Пахнет прелым листом. В предстоящую зиму, в студеные ветры еще как-то не верится.
ПОСЛЕДНЯЯ СКАЗКА
Обдавая прохладным дуновением, прогрохотал, прокатился по небу в своей чугунной упряжке Илья-пророк. Высоко в потемневших облачках с глухим стукотком (наподобие рассыпанного из решета гороха) застучали, как по деревянному настилу, отдаленные мелкие громы.
Над Васильевскими воротами, а может, и в дальней стороне, над Тундровским увалом, упряжка Ильи дала крутой разворот, нагнала фиолетовых туч, все еще высоко клубящихся, но теперь уже явно угрожающих ливнем. Вскоре сверкнули в тучах короткие, ломаные стрелы молний, за ними ударил раскатистый, тяжелый грохот. Потемнело в дому. Мухота, как сдуревшая, заметалась, забилась в оконные стекла. Рыжий кот, простелившись к дыре подполья, нырнул в нее, будто в прорубь, сверкнув оранжевым огоньком хвоста.
Опять ударило в небе. Совсем близко.
— Боженька ругатца! — сказала мама. — Сбегай закрой ставни.
Ветер во дворе вихревым кружением взметывал и подбрасывал ввысь труху, щепки, заламывал соломенный козырек крыши пригона, торкался в забранный талинами забор, за которым вдоль улицы ошалело катился, вихляясь и подпрыгивая, фанерный обод сита. Куры загодя укрылись под крылечком. Стихли воробьи, затаясь под застрехами. И в пору! Наступающая гроза готова была вот-вот упасть тяжелыми струями с небес, но пока медлила. Огородная картофельная ботва продолжала ходить зелеными волнами от прясла к пряслу. Жутко было смотреть на озеро. Потемневшая, посвинцовевшая гладь его ознобно покрылась крупной рябью. Недавно залитые солнцем, набрунжевевшие сочной плотью стены высоких камышей тоже размахивались и ложились к воде, касаясь метелками ее свинцовой ряби. Еще недавно на озерном стекле чернела пара лодок. Сейчас от ближних мостков, с пристани, донесся бряк железа: успели рыбаки, ставят плоскодонки на прикол. Поспеют ли до ливня под домашние крыши? Вопрос, конечно…
Первые тяжелые капли уже буравили дорожную пыль, звенели, ударяясь в оконные стекла, как кнопки, пришпиливали к спине ситец рубашонки, когда я, торопливо откручивая проволоку крепления наших допотопных, рассохшихся ставнёшек, перебегал от окна к окну, запахивал этими ставнёшками все восемь окошек нашего крестового дома. Мама быстро смахивала в передник развешенных для вяления карасей с растянутой во дворе проволоки.
Успели! Ливень хлестанул нам уже вдогонку — по захлопнутой тяжелой двери сеней.
Прокаленный полдневным маревом, дом был полон спёртым, густым духом. После уличного воздуха, напитавшегося озоном, дух этот, распиравший полутемное пространство комнат, густел в груди.
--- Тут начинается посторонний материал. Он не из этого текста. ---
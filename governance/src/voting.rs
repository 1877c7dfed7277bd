//! Vote casting: effective-power snapshots and double-vote prevention.

use crate::error::GovernanceError;
use crate::event::GovernanceEvent;
use crate::state::GovernanceState;
use concord_types::{Address, BlockHeight, ProposalId, RequestContext};
use serde::{Deserialize, Serialize};
use std::collections::BTreeMap;

/// A recorded vote. The weight is fixed at cast time.
#[derive(Clone, Debug, PartialEq, Eq, Serialize, Deserialize)]
pub struct Vote {
    pub weight: u128,
    pub support: bool,
    pub voted_at: BlockHeight,
}

/// Votes keyed by proposal, then voter.
#[derive(Clone, Debug, Default, Serialize, Deserialize)]
pub struct VoteBook {
    votes: BTreeMap<ProposalId, BTreeMap<Address, Vote>>,
}

impl VoteBook {
    pub fn new() -> Self {
        Self::default()
    }

    /// Record `vote` unless `voter` already voted on `proposal`.
    pub fn record(
        &mut self,
        proposal: ProposalId,
        voter: &Address,
        vote: Vote,
    ) -> Result<(), GovernanceError> {
        let ballots = self.votes.entry(proposal).or_default();
        if ballots.contains_key(voter) {
            return Err(GovernanceError::AlreadyVoted {
                proposal,
                voter: voter.clone(),
            });
        }
        ballots.insert(voter.clone(), vote);
        Ok(())
    }

    pub fn get(&self, proposal: ProposalId, voter: &Address) -> Option<&Vote> {
        self.votes.get(&proposal).and_then(|b| b.get(voter))
    }

    pub fn has_voted(&self, proposal: ProposalId, voter: &Address) -> bool {
        self.get(proposal, voter).is_some()
    }

    /// Proposals with at least one recorded vote.
    pub fn proposal_ids(&self) -> impl Iterator<Item = ProposalId> + '_ {
        self.votes.keys().copied()
    }

    /// All votes on `proposal` in voter order.
    pub fn for_proposal(&self, proposal: ProposalId) -> impl Iterator<Item = (&Address, &Vote)> {
        self.votes
            .get(&proposal)
            .into_iter()
            .flat_map(|ballots| ballots.iter())
    }
}

impl GovernanceState {
    /// Cast the caller's vote with their current effective power.
    pub(crate) fn cast_vote(
        &mut self,
        ctx: &RequestContext,
        proposal_id: ProposalId,
        support: bool,
    ) -> Result<Vote, GovernanceError> {
        let proposal = self.proposals.get(proposal_id)?;
        if !proposal.is_open_at(ctx.block) {
            return Err(GovernanceError::VotingClosed(proposal_id));
        }

        let voter = self
            .members
            .get_active(&ctx.caller)
            .ok_or_else(|| GovernanceError::NotActiveMember(ctx.caller.clone()))?;
        if let Some(delegate) = &voter.delegated_to {
            return Err(GovernanceError::DelegatedVoter {
                voter: ctx.caller.clone(),
                delegate: delegate.clone(),
            });
        }
        if self.votes.has_voted(proposal_id, &ctx.caller) {
            return Err(GovernanceError::AlreadyVoted {
                proposal: proposal_id,
                voter: ctx.caller.clone(),
            });
        }

        let weight = self.effective_voting_power(&ctx.caller)?;
        if weight == 0 {
            return Err(GovernanceError::InsufficientVotingPower(ctx.caller.clone()));
        }

        let vote = Vote {
            weight,
            support,
            voted_at: ctx.block,
        };
        self.votes.record(proposal_id, &ctx.caller, vote.clone())?;

        let proposal = self.proposals.get_mut(proposal_id)?;
        let tally = if support {
            &mut proposal.yes_votes
        } else {
            &mut proposal.no_votes
        };
        *tally = tally.checked_add(weight).ok_or(GovernanceError::Overflow)?;

        self.emit(GovernanceEvent::VoteCast {
            proposal: proposal_id,
            voter: ctx.caller.clone(),
            support,
            weight,
        });
        Ok(vote)
    }
}

#[cfg(test)]
mod tests {
    use super::*;

    #[test]
    fn second_record_is_rejected_regardless_of_support() {
        let mut book = VoteBook::new();
        let id = ProposalId::new(1);
        let voter = Address::new("alice");
        let vote = |support| Vote {
            weight: 10,
            support,
            voted_at: BlockHeight::new(3),
        };

        book.record(id, &voter, vote(true)).unwrap();
        for support in [true, false] {
            assert_eq!(
                book.record(id, &voter, vote(support)).unwrap_err(),
                GovernanceError::AlreadyVoted {
                    proposal: id,
                    voter: voter.clone(),
                }
            );
        }
        assert!(book.get(id, &voter).unwrap().support);
        assert_eq!(book.for_proposal(id).count(), 1);
        assert!(!book.has_voted(ProposalId::new(2), &voter));
    }
}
А во дворе уже хлестало. С дерновой, пластяной кровли (сквозь щелястые ставни видно!) стекали грязные струи. С треском обломило толстую ветвь тополя, бросило ее на доски телеги, которая простонала, будто живая. С грохотом рассыпалась поленница. В бурлившем из-под ворот потоке, в пенных его водоворотах, мелькали перья, береста, пучки травы. Поток утащил с бугра нескольких кур. Заламывая им крылья и хвосты, вода принесла куриц к нашему низинному двору.
— Господи, светопреставление! — метнулась к столу мама, собирая дрожащие на столешнице стаканы. Прижала их к груди, словно невыразимую хрупкую ценность.
Опять ударил громовой раскат. Он был такой силы, что зашевелились на божнице иконы, зябко дрогнули крестовины оконных рам.
™ Отойди от окошка! Сядь в простенок! — простонала мама. Метнувшись теперь уже к печной трубе, она задвинула вьюшку.
Я и сам напугался. Отпрянул к «патрету» наркома Ворошилова, прижался спиной к картонке и мне почудилось, будто ордена на гимнастерке наркома холодят мне лопатки.